1.1. Hétérogénéité des indications :

 Les études de la littérature mélangent souvent différents types d'infertilité. Or, nous verrons plus loin que les chances de conception varient selon l'indication. Elles sont considérablement plus élevées dans les indications cervicales et les dysovulations pures, où spermatozoïdes et ovocytes sont normaux, que dans les infertilités masculines. Elles sont intermédiaires dans les infertilités inexpliquées, et surtout mal expliquées, c'est-à-dire lorsque le facteur d'infertilité qui paraissait responsable semble avoir été corrigé depuis un temps suffisant sans que soit survenue de grossesse. Il faut dire qu'interviennent souvent dans cette dernière indication de l'endométriose, voire même des anomalies tubaires.
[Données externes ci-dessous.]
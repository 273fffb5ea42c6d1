use std::io::{self, Read, Write};

use crate::packet::Result;

pub trait ProtocolWrite {
    fn write_to<W: Write>(&self, writer: &mut W) -> io::Result<usize>;
}

pub trait ProtocolRead: Sized {
    fn read_from<R: Read>(reader: &mut R) -> Result<(Self, usize)>;
}
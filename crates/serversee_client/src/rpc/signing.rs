use base64::{Engine as _, engine::general_purpose};
use hmac::{Hmac, Mac};
use rand::{Rng, distributions::Alphanumeric};
use serde_json::Value;
use sha2::Sha256;

use crate::error::TransportError;

type HmacSha256 = Hmac<Sha256>;

pub const NONCE_LEN: usize = 8;

/// The string the agent recomputes: `action ++ timestamp ++ nonce ++ data`,
/// where `data` is the compact JSON of the payload or empty when absent.
pub fn signing_input(action: &str, timestamp: i64, nonce: &str, data: Option<&Value>) -> String {
    let data = data.map(Value::to_string).unwrap_or_default();
    format!("{action}{timestamp}{nonce}{data}")
}

/// Base64 HMAC-SHA256 of [`signing_input`] keyed with the credential.
pub fn sign(
    credential: &str,
    action: &str,
    timestamp: i64,
    nonce: &str,
    data: Option<&Value>,
) -> Result<String, TransportError> {
    let mut mac = HmacSha256::new_from_slice(credential.as_bytes())
        .map_err(|e| TransportError::InvalidFrame(format!("signing key rejected: {e}")))?;
    mac.update(signing_input(action, timestamp, nonce, data).as_bytes());
    Ok(general_purpose::STANDARD.encode(mac.finalize().into_bytes()))
}

pub fn generate_nonce() -> String {
    rand::thread_rng()
        .sample_iter(&Alphanumeric)
        .take(NONCE_LEN)
        .map(char::from)
        .collect()
}
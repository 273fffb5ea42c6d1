//! Minecraft status protocol implementation for ServerSee
//!
//! This crate provides the wire codecs needed to query a server for its
//! status: the Java Edition handshake/status exchange and the Bedrock
//! Edition unconnected ping.

pub mod minecraft;
pub mod network;
pub mod packet;
pub mod types;
pub mod version;

// Re-export the most commonly used types
pub use network::{ProtocolError, read_frame, write_packet};
pub use packet::{MAX_FRAME_LEN, Packet, PacketError};
pub use types::{ProtocolRead, ProtocolString, ProtocolWrite, VarInt};
pub use version::Version;
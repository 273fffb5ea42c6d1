//! Status probing and agent communication for ServerSee
//!
//! Two ways of learning about a game server live here: probing it directly
//! over the Java (TCP) or Bedrock (UDP) status protocols, and talking to the
//! companion agent on the server host over a persistent, signed WebSocket
//! RPC channel. [`service::StatusService`] routes a configured server to the
//! right one and [`monitor::Monitor`] keeps a set of servers refreshed.

pub mod api;
pub mod error;
pub mod model;
pub mod monitor;
pub mod normalize;
pub mod ping;
pub mod public_api;
pub mod rpc;
pub mod service;
pub mod text;

pub use api::{AgentApi, LogStream};
pub use error::{ClientError, PingError, Result, TransportError};
pub use model::{ServerMetrics, ServerStatus, WhitelistResponse};
pub use monitor::{Monitor, ServerSnapshot};
pub use public_api::{Edition, PublicStatusClient};
pub use rpc::{
    AgentTransport, ConnectionState, Connector, InboundFrame, PushSubscription,
    TransportOptions, TransportRegistry, WebSocketConnector,
};
pub use service::StatusService;
use crate::types::VarInt;

/// Protocol version numbers for different Minecraft versions
#[derive(Debug, Clone, Copy, PartialEq, Eq, Hash)]
pub struct Version(u32);

impl Version {
    /// Protocol version for Minecraft 1.20.4
    pub const V1_20_4: Version = Version(765);

    /// Version announced in status handshakes. Servers answer status
    /// requests regardless of the number, so a fixed one is enough.
    pub const PROBE: Version = Self::V1_20_4;

    pub const fn protocol_number(&self) -> u32 {
        self.0
    }

    pub fn to_varint(&self) -> VarInt {
        VarInt(self.0)
    }
}
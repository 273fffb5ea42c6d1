use serde::{Deserialize, Serialize};

/// Canonical status snapshot, whatever source produced it.
#[derive(Debug, Clone, Default, PartialEq, Serialize, Deserialize)]
pub struct ServerStatus {
    #[serde(default)]
    pub online: bool,
    /// May contain `§` or `&` formatting codes.
    #[serde(default)]
    pub motd: String,
    #[serde(default)]
    pub version: String,
    #[serde(default)]
    pub bukkit_version: String,
    #[serde(default)]
    pub players: u32,
    #[serde(default)]
    pub max_players: u32,
    #[serde(default)]
    pub gamemode: String,
    #[serde(default)]
    pub plugins: Vec<String>,
    /// Base64 PNG, usually as a `data:image/png;base64,` URI.
    #[serde(default, skip_serializing_if = "Option::is_none")]
    pub icon: Option<String>,
}

#[derive(Debug, Clone, Default, PartialEq, Serialize, Deserialize)]
pub struct ServerMetrics {
    #[serde(default)]
    pub tps_5s: f64,
    #[serde(default)]
    pub tps_1m: f64,
    #[serde(default)]
    pub mspt: f64,
    #[serde(default)]
    pub cpu_process: f64,
    #[serde(default)]
    pub cpu_system: f64,
    #[serde(default)]
    pub mem_used: f64,
    #[serde(default)]
    pub mem_total: f64,
    #[serde(default)]
    pub mem_max: f64,
    #[serde(default, skip_serializing_if = "Option::is_none")]
    pub host_mem_used: Option<f64>,
    #[serde(default, skip_serializing_if = "Option::is_none")]
    pub host_mem_total: Option<f64>,
    #[serde(default, skip_serializing_if = "Option::is_none")]
    pub disk_used: Option<f64>,
    #[serde(default, skip_serializing_if = "Option::is_none")]
    pub disk_total: Option<f64>,
}

#[derive(Debug, Clone, Default, PartialEq, Serialize, Deserialize)]
pub struct WhitelistResponse {
    #[serde(default)]
    pub enabled: bool,
    #[serde(default)]
    pub players: Vec<String>,
}
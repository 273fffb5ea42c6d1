use serde::{Deserialize, Serialize};
use std::collections::HashSet;

use super::{client::ClientConfig, logging::LoggingConfig, server::ServerConfig};
use crate::ConfigError;

#[derive(Debug, Clone, Deserialize, Serialize, Default, PartialEq)]
pub struct ServerSeeConfig {
    #[serde(default)]
    pub client: ClientConfig,

    #[serde(default)]
    pub logging: LoggingConfig,

    #[serde(default)]
    pub servers: Vec<ServerConfig>,
}

impl ServerSeeConfig {
    pub fn validate(&self) -> Result<(), ConfigError> {
        self.client.validate().map_err(ConfigError::Invalid)?;

        let mut names = HashSet::new();
        for (index, server) in self.servers.iter().enumerate() {
            if server.endpoint.trim().is_empty() {
                return Err(ConfigError::Invalid(format!(
                    "servers[{index}] has an empty endpoint"
                )));
            }
            // Unnamed servers go by their endpoint.
            if !names.insert(server.display_name()) {
                return Err(ConfigError::Invalid(format!(
                    "duplicate server name '{}'",
                    server.display_name()
                )));
            }
        }
        Ok(())
    }

    pub fn server(&self, name: &str) -> Option<&ServerConfig> {
        self.servers.iter().find(|s| s.display_name() == name)
    }
}
pub mod error;
pub mod models;
pub mod provider;

pub use error::ConfigError;
pub use models::client::ClientConfig;
pub use models::logging::{LogType, LoggingConfig};
pub use models::server::{ServerConfig, ServerMode};
pub use models::serversee::ServerSeeConfig;
pub use provider::file::FileProvider;
pub mod client;
pub mod logging;
pub mod server;
pub mod serversee;
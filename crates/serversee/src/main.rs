//! ServerSee - Minecraft server monitor
//!
//! Command-line front end: probes configured servers, talks to their agents
//! and keeps a live view of all of them.

mod commands;
mod telemetry;

use std::path::PathBuf;
use std::process;

use clap::{Parser, Subcommand};
use serversee_config::FileProvider;
use tracing::error;

#[derive(Parser)]
#[command(author, version, about, long_about = None)]
struct Args {
    #[arg(long, default_value = FileProvider::DEFAULT_PATH)]
    config: PathBuf,

    #[command(subcommand)]
    command: Command,
}

#[derive(Subcommand)]
pub enum Command {
    /// Prints the status of every server, or of the one named
    Status {
        name: Option<String>,

        /// Ask the public status API instead of the server or its agent
        #[arg(long)]
        public: bool,

        /// Print JSON instead of a summary line
        #[arg(long)]
        json: bool,
    },

    /// Refreshes all servers every `poll_interval` until interrupted
    Watch,

    /// Current metrics of an agent-managed server
    Metrics {
        name: String,

        /// Print up to this many history samples instead
        #[arg(long)]
        history: Option<u32>,
    },

    /// Follows the console of an agent-managed server
    Logs {
        name: String,

        /// Keep colour and formatting codes
        #[arg(long)]
        raw: bool,
    },

    /// Runs a console command on an agent-managed server
    Command {
        name: String,

        #[arg(required = true, trailing_var_arg = true)]
        command: Vec<String>,
    },

    /// Shows or edits the whitelist of an agent-managed server
    Whitelist {
        name: String,

        #[command(subcommand)]
        action: Option<WhitelistAction>,
    },
}

#[derive(Subcommand)]
pub enum WhitelistAction {
    On,
    Off,
    Add { player: String },
    Remove { player: String },
}

#[tokio::main]
async fn main() {
    let args = Args::parse();

    let config = match FileProvider::try_load_config(&args.config) {
        Ok(config) => config,
        Err(e) => {
            eprintln!(
                "Failed to load configuration from {}: {}",
                args.config.display(),
                e
            );
            process::exit(1);
        }
    };

    telemetry::init_subscriber(&config.logging);

    if let Err(e) = commands::run(config, args.command).await {
        error!("{:#}", e);
        process::exit(1);
    }
}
Les critères de définition des différents types d'infertilité varient également d'une étude à l'autre. Il en est de même des critères d'inclusion des couples dans les études, particulièrement en cas d'infertilité masculine où limites inférieures des valeurs du spermogramme ou du nombre de spermatozoïdes disponibles pour l'insémination après préparation du sperme peuvent être très différentes, ce qui influence considérablement les chances de grossesse. Par exemple certaines études n'acceptent les indications masculines qu'à condition d'un minimum de 1 million de spermatozoïdes disponibles pour l'insémination, ce qui en fait ne permet d'inclure que des cas avec anomalies minimes du spermogramme.
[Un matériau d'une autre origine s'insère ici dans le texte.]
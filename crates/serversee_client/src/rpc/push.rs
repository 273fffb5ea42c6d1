//! Fan-out of push frames to independent, bounded subscribers.
//!
//! Every subscriber owns a ring of `capacity` events. A slow subscriber
//! loses its oldest events and never slows the publisher or its peers.

use std::collections::VecDeque;
use std::sync::{Arc, Mutex, MutexGuard, PoisonError, Weak};

use futures_util::Stream;
use futures_util::stream;
use tokio::sync::Notify;

use super::envelope::InboundFrame;

#[derive(Debug, Default)]
struct Ring {
    events: VecDeque<InboundFrame>,
    dropped: u64,
    closed: bool,
}

#[derive(Debug)]
struct Slot {
    ring: Mutex<Ring>,
    notify: Notify,
}

impl Slot {
    fn lock(&self) -> MutexGuard<'_, Ring> {
        self.ring.lock().unwrap_or_else(PoisonError::into_inner)
    }
}

#[derive(Debug)]
struct HubInner {
    capacity: usize,
    subscribers: Mutex<Vec<Weak<Slot>>>,
}

impl Drop for HubInner {
    fn drop(&mut self) {
        let subscribers = self
            .subscribers
            .get_mut()
            .unwrap_or_else(PoisonError::into_inner);
        for slot in subscribers.drain(..).filter_map(|weak| weak.upgrade()) {
            slot.lock().closed = true;
            slot.notify.notify_one();
        }
    }
}

#[derive(Debug, Clone)]
pub struct PushHub {
    inner: Arc<HubInner>,
}

impl PushHub {
    pub fn new(capacity: usize) -> Self {
        Self {
            inner: Arc::new(HubInner {
                capacity: capacity.max(1),
                subscribers: Mutex::new(Vec::new()),
            }),
        }
    }

    pub fn capacity(&self) -> usize {
        self.inner.capacity
    }

    pub fn subscribe(&self) -> PushSubscription {
        let slot = Arc::new(Slot {
            ring: Mutex::new(Ring::default()),
            notify: Notify::new(),
        });
        self.subscribers().push(Arc::downgrade(&slot));
        PushSubscription { slot }
    }

    /// Delivers `event` to every live subscriber, evicting the oldest event
    /// of any subscriber whose ring is full.
    pub fn publish(&self, event: InboundFrame) {
        let mut subscribers = self.subscribers();
        subscribers.retain(|weak| weak.strong_count() > 0);

        for slot in subscribers.iter().filter_map(Weak::upgrade) {
            {
                let mut ring = slot.lock();
                if ring.events.len() >= self.inner.capacity {
                    ring.events.pop_front();
                    ring.dropped += 1;
                }
                ring.events.push_back(event.clone());
            }
            slot.notify.notify_one();
        }
    }

    pub fn subscriber_count(&self) -> usize {
        self.subscribers()
            .iter()
            .filter(|weak| weak.strong_count() > 0)
            .count()
    }

    fn subscribers(&self) -> MutexGuard<'_, Vec<Weak<Slot>>> {
        self.inner
            .subscribers
            .lock()
            .unwrap_or_else(PoisonError::into_inner)
    }
}

/// One consumer's view of the push feed. Dropping it unsubscribes.
#[derive(Debug)]
pub struct PushSubscription {
    slot: Arc<Slot>,
}

impl PushSubscription {
    /// Waits for the next event. Returns `None` once the hub is gone and
    /// the ring is drained.
    pub async fn recv(&mut self) -> Option<InboundFrame> {
        loop {
            {
                let mut ring = self.slot.lock();
                if let Some(event) = ring.events.pop_front() {
                    return Some(event);
                }
                if ring.closed {
                    return None;
                }
            }
            self.slot.notify.notified().await;
        }
    }

    pub fn try_recv(&mut self) -> Option<InboundFrame> {
        self.slot.lock().events.pop_front()
    }

    pub fn len(&self) -> usize {
        self.slot.lock().events.len()
    }

    pub fn is_empty(&self) -> bool {
        self.len() == 0
    }

    /// Events evicted from this subscriber's ring so far.
    pub fn dropped(&self) -> u64 {
        self.slot.lock().dropped
    }

    pub fn into_stream(self) -> impl Stream<Item = InboundFrame> + Send + 'static {
        stream::unfold(self, |mut subscription| async move {
            let event = subscription.recv().await?;
            Some((event, subscription))
        })
    }
}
1.2 Hétérogénéité des protocoles de stimulation

D'une étude à l'autre, ils vont de la simple optimisation, où l'on cherche à respecter un développement monofolliculaire pour éviter le risque de grossesse multiple, à la superovulation au cours de laquelle on recherche délibérement un développement multifolliculaire comme en FIV, en passant par la stimulation paucifolliculaire, 2 à 4 follicules maximum. Or une compilation personnelle de 12 études prospectives randomisées consacrées à l'infertilité inexpliquée (tableau 1) montre que le taux moyen de conception par cycle inséminé passe de 11.2 % avec la simple optimisation à 21 % avec la superovulation, au prix, comme nous le verrons plus loin, d'un taux élevé de grossesses multiples dans le dernier cas.

Tableau 1 : Taux de conception par cycle dans l'infertilité inexpliquée selon l'éventualité d'une stimulation et de son type, et/ou d'inséminations. Regroupement brut de 12 études prospectives randomisées

 

Cycles

Grossesses

Conception/cycle

Cycles

témoins*

289

5

1.7 %

Insémination seule

90

4

4.4 %

Optimisation seule**

175

10

5.7 %

Optimisation + insémination

214

24

11.2 %

Superovulation seule

476

54

11.3 %

Superovulation + insémination

585

123

21 %

* Placebo ou rapport sexuel programmé. ** Stimulation mono ou pauci-folliculaire

 

L'hétérogénéité porte également sur le choix de l'agent stimulant : clomifène, hMG classiques ou FSH pure urinaire ou recombinante (aucune différence entre les 3 préparations n'ayant été démontrée en ce qui concerne les résultats des inséminations), combinaison clomifène - hMG ou FSH, ou même, comme en matière d'AMP invasives, combinaison d'hMG ou de FSH à une désensibilisation hypophysaire par LHRH - agoniste. Or les méta-analyses de Gallot - Lavallée et coll (2, tableau 2) et de Hughes (3, tableau 3) suggèrent une nette différence d'efficacité, en faveur des gonadotrophines. Les tableaux 2 et 3 montrent que l'association du clomifène n'augmente pas nettement le taux de conception, sauf peut-être en cas d'infertilité inexpliquée. Au contraire hMG ou FSH les doublent, voire les triplent, par rapport à l'absence de stimulation ou au clomifène.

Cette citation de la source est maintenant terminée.